What you should do → Only lines holding the word "RegisterServerRequest" are wanted from the records; copy all of them.

:: Entries supplied

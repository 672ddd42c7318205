//! JSON request and response bodies for the HTTP API
//!
//! String fields missing from a request deserialize as empty strings so the
//! engine's ordered validation decides which error the caller sees.

use crate::types::{
    EnqueuePlayer, GameServer, MatchmakingStatus, Player, PlayerStatus, PollOutcome,
    RegisterServer, ServerStatus,
};
use chrono::{DateTime, Utc};
use serde::{Deserialize, Serialize};

#[derive(Debug, Clone, Default, Serialize, Deserialize)]
#[serde(rename_all = "camelCase", default)]
pub struct RegisterServerRequest {
    pub game_mode: String,
    pub region: String,
    pub version: String,
    #[serde(rename = "ipV4Address")]
    pub ip_v4_address: String,
    pub port: u16,
    pub max_players: u32,
}

impl From<RegisterServerRequest> for RegisterServer {
    fn from(request: RegisterServerRequest) -> Self {
        Self {
            game_mode: request.game_mode,
            region: request.region,
            version: request.version,
            address: request.ip_v4_address,
            port: request.port,
            max_players: request.max_players,
        }
    }
}

/// Body naming a single game server
#[derive(Debug, Clone, Default, Serialize, Deserialize)]
#[serde(rename_all = "camelCase", default)]
pub struct ServerIdRequest {
    pub id: String,
}

#[derive(Debug, Clone, Serialize, Deserialize)]
#[serde(rename_all = "camelCase")]
pub struct SetStatusRequest {
    #[serde(default)]
    pub id: String,
    pub status: ServerStatus,
}

/// Join/leave report from a game server
#[derive(Debug, Clone, Default, Serialize, Deserialize)]
#[serde(rename_all = "camelCase", default)]
pub struct PlayerNotificationRequest {
    pub server_id: String,
    pub player_id: String,
}

#[derive(Debug, Clone, Default, Serialize, Deserialize)]
#[serde(rename_all = "camelCase", default)]
pub struct EnqueueRequest {
    pub player_id: String,
    pub game_mode: String,
    pub region: String,
    pub version: String,
    pub ticket: Option<String>,
}

impl From<EnqueueRequest> for EnqueuePlayer {
    fn from(request: EnqueueRequest) -> Self {
        Self {
            player_id: request.player_id,
            game_mode: request.game_mode,
            region: request.region,
            version: request.version,
            ticket: request.ticket,
        }
    }
}

/// Body naming a single player
#[derive(Debug, Clone, Default, Serialize, Deserialize)]
#[serde(rename_all = "camelCase", default)]
pub struct PlayerIdRequest {
    pub player_id: String,
}

#[derive(Debug, Clone, Serialize, Deserialize)]
pub struct RegisterResponse {
    pub id: String,
}

#[derive(Debug, Clone, Serialize, Deserialize)]
#[serde(rename_all = "camelCase")]
pub struct RemovedResponse {
    pub removed_id: String,
}

#[derive(Debug, Clone, Serialize, Deserialize)]
#[serde(rename_all = "camelCase")]
pub struct HeartbeatResponse {
    pub updated_id: String,
}

#[derive(Debug, Clone, Serialize, Deserialize)]
pub struct SetStatusResponse {
    pub id: String,
    pub status: ServerStatus,
}

#[derive(Debug, Clone, Serialize, Deserialize)]
#[serde(rename_all = "camelCase")]
pub struct PlayerNotificationResponse {
    pub server_id: String,
    pub player_id: String,
}

#[derive(Debug, Clone, Serialize, Deserialize)]
#[serde(rename_all = "camelCase")]
pub struct EnqueueResponse {
    pub player_id: String,
    pub status: PlayerStatus,
}

#[derive(Debug, Clone, Serialize, Deserialize)]
#[serde(rename_all = "camelCase")]
pub struct PollResponse {
    pub player_id: String,
    pub status: MatchmakingStatus,
    #[serde(skip_serializing_if = "Option::is_none")]
    pub server_id: Option<String>,
    #[serde(rename = "ipV4Address", skip_serializing_if = "Option::is_none")]
    pub ip_v4_address: Option<String>,
    #[serde(skip_serializing_if = "Option::is_none")]
    pub port: Option<u16>,
}

impl From<PollOutcome> for PollResponse {
    fn from(outcome: PollOutcome) -> Self {
        let (server_id, ip_v4_address, port) = match outcome.server {
            Some(endpoint) => (
                Some(endpoint.server_id),
                Some(endpoint.address),
                Some(endpoint.port),
            ),
            None => (None, None, None),
        };
        Self {
            player_id: outcome.player_id,
            status: outcome.status,
            server_id,
            ip_v4_address,
            port,
        }
    }
}

#[derive(Debug, Clone, Serialize, Deserialize)]
#[serde(rename_all = "camelCase")]
pub struct ServerListing {
    pub id: String,
    pub game_mode: String,
    pub region: String,
    pub version: String,
    #[serde(rename = "ipV4Address")]
    pub ip_v4_address: String,
    pub port: u16,
    pub max_players: u32,
    pub last_heartbeat: DateTime<Utc>,
    pub status: ServerStatus,
    pub player_ids: Vec<String>,
}

impl From<GameServer> for ServerListing {
    fn from(server: GameServer) -> Self {
        Self {
            id: server.id,
            game_mode: server.game_mode,
            region: server.region,
            version: server.version,
            ip_v4_address: server.address,
            port: server.port,
            max_players: server.max_players,
            last_heartbeat: server.last_heartbeat,
            status: server.status,
            player_ids: server.players.into_iter().collect(),
        }
    }
}

#[derive(Debug, Clone, Serialize, Deserialize)]
pub struct ServersResponse {
    pub servers: Vec<ServerListing>,
}

#[derive(Debug, Clone, Serialize, Deserialize)]
#[serde(rename_all = "camelCase")]
pub struct QueueListing {
    pub player_id: String,
    pub ticket: Option<String>,
    pub game_mode: String,
    pub region: String,
    pub version: String,
    pub status: PlayerStatus,
    pub server_id: Option<String>,
    pub matched_time: Option<DateTime<Utc>>,
    pub joined_time: Option<DateTime<Utc>>,
}

impl From<Player> for QueueListing {
    fn from(player: Player) -> Self {
        Self {
            player_id: player.id,
            ticket: player.ticket,
            game_mode: player.game_mode,
            region: player.region,
            version: player.version,
            status: player.status,
            server_id: player.game_server,
            matched_time: player.matched_time,
            joined_time: player.joined_time,
        }
    }
}

#[derive(Debug, Clone, Serialize, Deserialize)]
pub struct QueueResponse {
    pub players: Vec<QueueListing>,
}

/// Body of every failed request
#[derive(Debug, Clone, Serialize, Deserialize)]
#[serde(rename_all = "camelCase")]
pub struct ErrorResponse {
    #[serde(skip_serializing_if = "Option::is_none")]
    pub error_code: Option<u16>,
    pub error_message: String,
}

#[cfg(test)]
mod tests {
    use super::*;
    use crate::types::ServerEndpoint;
    use serde_json::json;

    #[test]
    fn test_missing_strings_default_to_empty() {
        let request: RegisterServerRequest =
            serde_json::from_value(json!({ "region": "EU", "port": 8888 })).unwrap();
        assert!(request.game_mode.is_empty());
        assert!(request.ip_v4_address.is_empty());
        assert_eq!(request.port, 8888);
        assert_eq!(request.max_players, 0);

        let request: PlayerNotificationRequest = serde_json::from_value(json!({})).unwrap();
        assert!(request.server_id.is_empty());
    }

    #[test]
    fn test_register_request_uses_wire_names() {
        let request: RegisterServerRequest = serde_json::from_value(json!({
            "gameMode": "GM",
            "region": "EU",
            "version": "1.0",
            "ipV4Address": "1.2.3.4",
            "port": 8888,
            "maxPlayers": 2
        }))
        .unwrap();
        let register: RegisterServer = request.into();
        assert_eq!(register.address, "1.2.3.4");
        assert_eq!(register.max_players, 2);
    }

    #[test]
    fn test_poll_response_omits_server_when_unallocated() {
        let body = serde_json::to_value(PollResponse::from(PollOutcome {
            player_id: "p1".to_string(),
            status: MatchmakingStatus::ServersFull,
            server: None,
        }))
        .unwrap();
        assert_eq!(body, json!({ "playerId": "p1", "status": "SERVERS_FULL" }));

        let body = serde_json::to_value(PollResponse::from(PollOutcome {
            player_id: "p1".to_string(),
            status: MatchmakingStatus::MatchFound,
            server: Some(ServerEndpoint {
                server_id: "s1".to_string(),
                address: "1.2.3.4".to_string(),
                port: 8888,
            }),
        }))
        .unwrap();
        assert_eq!(body["serverId"], "s1");
        assert_eq!(body["ipV4Address"], "1.2.3.4");
        assert_eq!(body["port"], 8888);
    }
}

::::

Response →
pub struct RegisterServerRequest {
impl From<RegisterServerRequest> for RegisterServer {
    fn from(request: RegisterServerRequest) -> Self {
        let request: RegisterServerRequest =
        let request: RegisterServerRequest = serde_json::from_value(json!({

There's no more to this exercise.